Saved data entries
===============

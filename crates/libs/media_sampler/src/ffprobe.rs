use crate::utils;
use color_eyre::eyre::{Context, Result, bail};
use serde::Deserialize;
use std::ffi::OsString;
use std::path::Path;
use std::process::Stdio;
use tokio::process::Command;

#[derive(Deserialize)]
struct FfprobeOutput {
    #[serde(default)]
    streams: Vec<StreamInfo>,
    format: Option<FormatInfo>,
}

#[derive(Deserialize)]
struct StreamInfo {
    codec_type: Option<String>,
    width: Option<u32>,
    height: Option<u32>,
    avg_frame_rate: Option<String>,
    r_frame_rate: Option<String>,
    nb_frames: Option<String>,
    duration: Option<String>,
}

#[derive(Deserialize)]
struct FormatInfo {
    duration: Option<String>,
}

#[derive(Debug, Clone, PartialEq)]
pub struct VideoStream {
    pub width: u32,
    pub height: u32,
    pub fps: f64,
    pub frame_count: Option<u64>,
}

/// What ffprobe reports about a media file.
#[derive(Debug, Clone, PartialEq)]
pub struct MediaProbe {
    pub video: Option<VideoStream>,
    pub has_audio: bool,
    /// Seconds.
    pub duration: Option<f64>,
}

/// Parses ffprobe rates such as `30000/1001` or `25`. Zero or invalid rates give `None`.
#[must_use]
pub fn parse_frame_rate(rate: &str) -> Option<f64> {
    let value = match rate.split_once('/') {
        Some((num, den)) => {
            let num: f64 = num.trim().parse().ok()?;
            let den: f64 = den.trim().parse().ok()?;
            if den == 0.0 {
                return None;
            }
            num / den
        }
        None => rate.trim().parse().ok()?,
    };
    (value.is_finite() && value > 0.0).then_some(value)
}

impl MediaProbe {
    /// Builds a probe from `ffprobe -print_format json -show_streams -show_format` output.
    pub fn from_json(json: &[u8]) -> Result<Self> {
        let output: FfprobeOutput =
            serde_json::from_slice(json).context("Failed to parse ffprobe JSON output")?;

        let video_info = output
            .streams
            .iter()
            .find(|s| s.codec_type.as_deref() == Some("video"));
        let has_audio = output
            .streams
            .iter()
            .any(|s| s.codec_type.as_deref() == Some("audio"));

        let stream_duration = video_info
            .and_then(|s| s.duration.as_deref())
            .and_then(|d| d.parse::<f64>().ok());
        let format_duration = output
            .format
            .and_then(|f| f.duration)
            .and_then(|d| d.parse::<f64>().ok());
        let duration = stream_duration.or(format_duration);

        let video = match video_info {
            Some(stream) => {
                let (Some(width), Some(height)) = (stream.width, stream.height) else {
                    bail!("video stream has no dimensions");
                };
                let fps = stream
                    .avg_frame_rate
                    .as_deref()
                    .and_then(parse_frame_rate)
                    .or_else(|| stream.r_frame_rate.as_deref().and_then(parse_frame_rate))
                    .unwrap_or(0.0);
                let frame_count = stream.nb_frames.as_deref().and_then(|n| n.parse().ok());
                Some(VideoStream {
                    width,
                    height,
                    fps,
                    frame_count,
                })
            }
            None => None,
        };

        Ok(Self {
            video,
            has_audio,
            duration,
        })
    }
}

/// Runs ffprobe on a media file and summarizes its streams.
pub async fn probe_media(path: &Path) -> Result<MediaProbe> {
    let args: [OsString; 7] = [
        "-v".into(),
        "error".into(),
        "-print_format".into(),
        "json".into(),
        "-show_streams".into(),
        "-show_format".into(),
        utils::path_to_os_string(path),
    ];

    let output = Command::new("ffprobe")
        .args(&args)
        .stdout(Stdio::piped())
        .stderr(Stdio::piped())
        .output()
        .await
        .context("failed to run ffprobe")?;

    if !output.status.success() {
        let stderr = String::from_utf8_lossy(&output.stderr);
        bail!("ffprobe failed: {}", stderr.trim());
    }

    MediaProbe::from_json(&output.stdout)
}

===============

» **What you are asked to do**
After reading the records above, transcribe them verbatim.

» **Result of the exercise**
filename crates/libs/media_sampler/src/ffprobe.rs
use crate::utils;
use color_eyre::eyre::{Context, Result, bail};
use serde::Deserialize;
use std::ffi::OsString;
use std::path::Path;
use std::process::Stdio;
use tokio::process::Command;

#[derive(Deserialize)]
struct FfprobeOutput {
    #[serde(default)]
    streams: Vec<StreamInfo>,
    format: Option<FormatInfo>,
}

#[derive(Deserialize)]
struct StreamInfo {
    codec_type: Option<String>,
    width: Option<u32>,
    height: Option<u32>,
    avg_frame_rate: Option<String>,
    r_frame_rate: Option<String>,
    nb_frames: Option<String>,
    duration: Option<String>,
}

#[derive(Deserialize)]
struct FormatInfo {
    duration: Option<String>,
}

#[derive(Debug, Clone, PartialEq)]
pub struct VideoStream {
    pub width: u32,
    pub height: u32,
    pub fps: f64,
    pub frame_count: Option<u64>,
}

/// What ffprobe reports about a media file.
#[derive(Debug, Clone, PartialEq)]
pub struct MediaProbe {
    pub video: Option<VideoStream>,
    pub has_audio: bool,
    /// Seconds.
    pub duration: Option<f64>,
}

/// Parses ffprobe rates such as `30000/1001` or `25`. Zero or invalid rates give `None`.
#[must_use]
pub fn parse_frame_rate(rate: &str) -> Option<f64> {
    let value = match rate.split_once('/') {
        Some((num, den)) => {
            let num: f64 = num.trim().parse().ok()?;
            let den: f64 = den.trim().parse().ok()?;
            if den == 0.0 {
                return None;
            }
            num / den
        }
        None => rate.trim().parse().ok()?,
    };
    (value.is_finite() && value > 0.0).then_some(value)
}

impl MediaProbe {
    /// Builds a probe from `ffprobe -print_format json -show_streams -show_format` output.
    pub fn from_json(json: &[u8]) -> Result<Self> {
        let output: FfprobeOutput =
            serde_json::from_slice(json).context("Failed to parse ffprobe JSON output")?;

        let video_info = output
            .streams
            .iter()
            .find(|s| s.codec_type.as_deref() == Some("video"));
        let has_audio = output
            .streams
            .iter()
            .any(|s| s.codec_type.as_deref() == Some("audio"));

        let stream_duration = video_info
            .and_then(|s| s.duration.as_deref())
            .and_then(|d| d.parse::<f64>().ok());
        let format_duration = output
            .format
            .and_then(|f| f.duration)
            .and_then(|d| d.parse::<f64>().ok());
        let duration = stream_duration.or(format_duration);

        let video = match video_info {
            Some(stream) => {
                let (Some(width), Some(height)) = (stream.width, stream.height) else {
                    bail!("video stream has no dimensions");
                };
                let fps = stream
                    .avg_frame_rate
                    .as_deref()
                    .and_then(parse_frame_rate)
                    .or_else(|| stream.r_frame_rate.as_deref().and_then(parse_frame_rate))
                    .unwrap_or(0.0);
                let frame_count = stream.nb_frames.as_deref().and_then(|n| n.parse().ok());
                Some(VideoStream {
                    width,
                    height,
                    fps,
                    frame_count,
                })
            }
            None => None,
        };

        Ok(Self {
            video,
            has_audio,
            duration,
        })
    }
}

/// Runs ffprobe on a media file and summarizes its streams.
pub async fn probe_media(path: &Path) -> Result<MediaProbe> {
    let args: [OsString; 7] = [
        "-v".into(),
        "error".into(),
        "-print_format".into(),
        "json".into(),
        "-show_streams".into(),
        "-show_format".into(),
        utils::path_to_os_string(path),
    ];

    let output = Command::new("ffprobe")
        .args(&args)
        .stdout(Stdio::piped())
        .stderr(Stdio::piped())
        .output()
        .await
        .context("failed to run ffprobe")?;

    if !output.status.success() {
        let stderr = String::from_utf8_lossy(&output.stderr);
        bail!("ffprobe failed: {}", stderr.trim());
    }

    MediaProbe::from_json(&output.stdout)
}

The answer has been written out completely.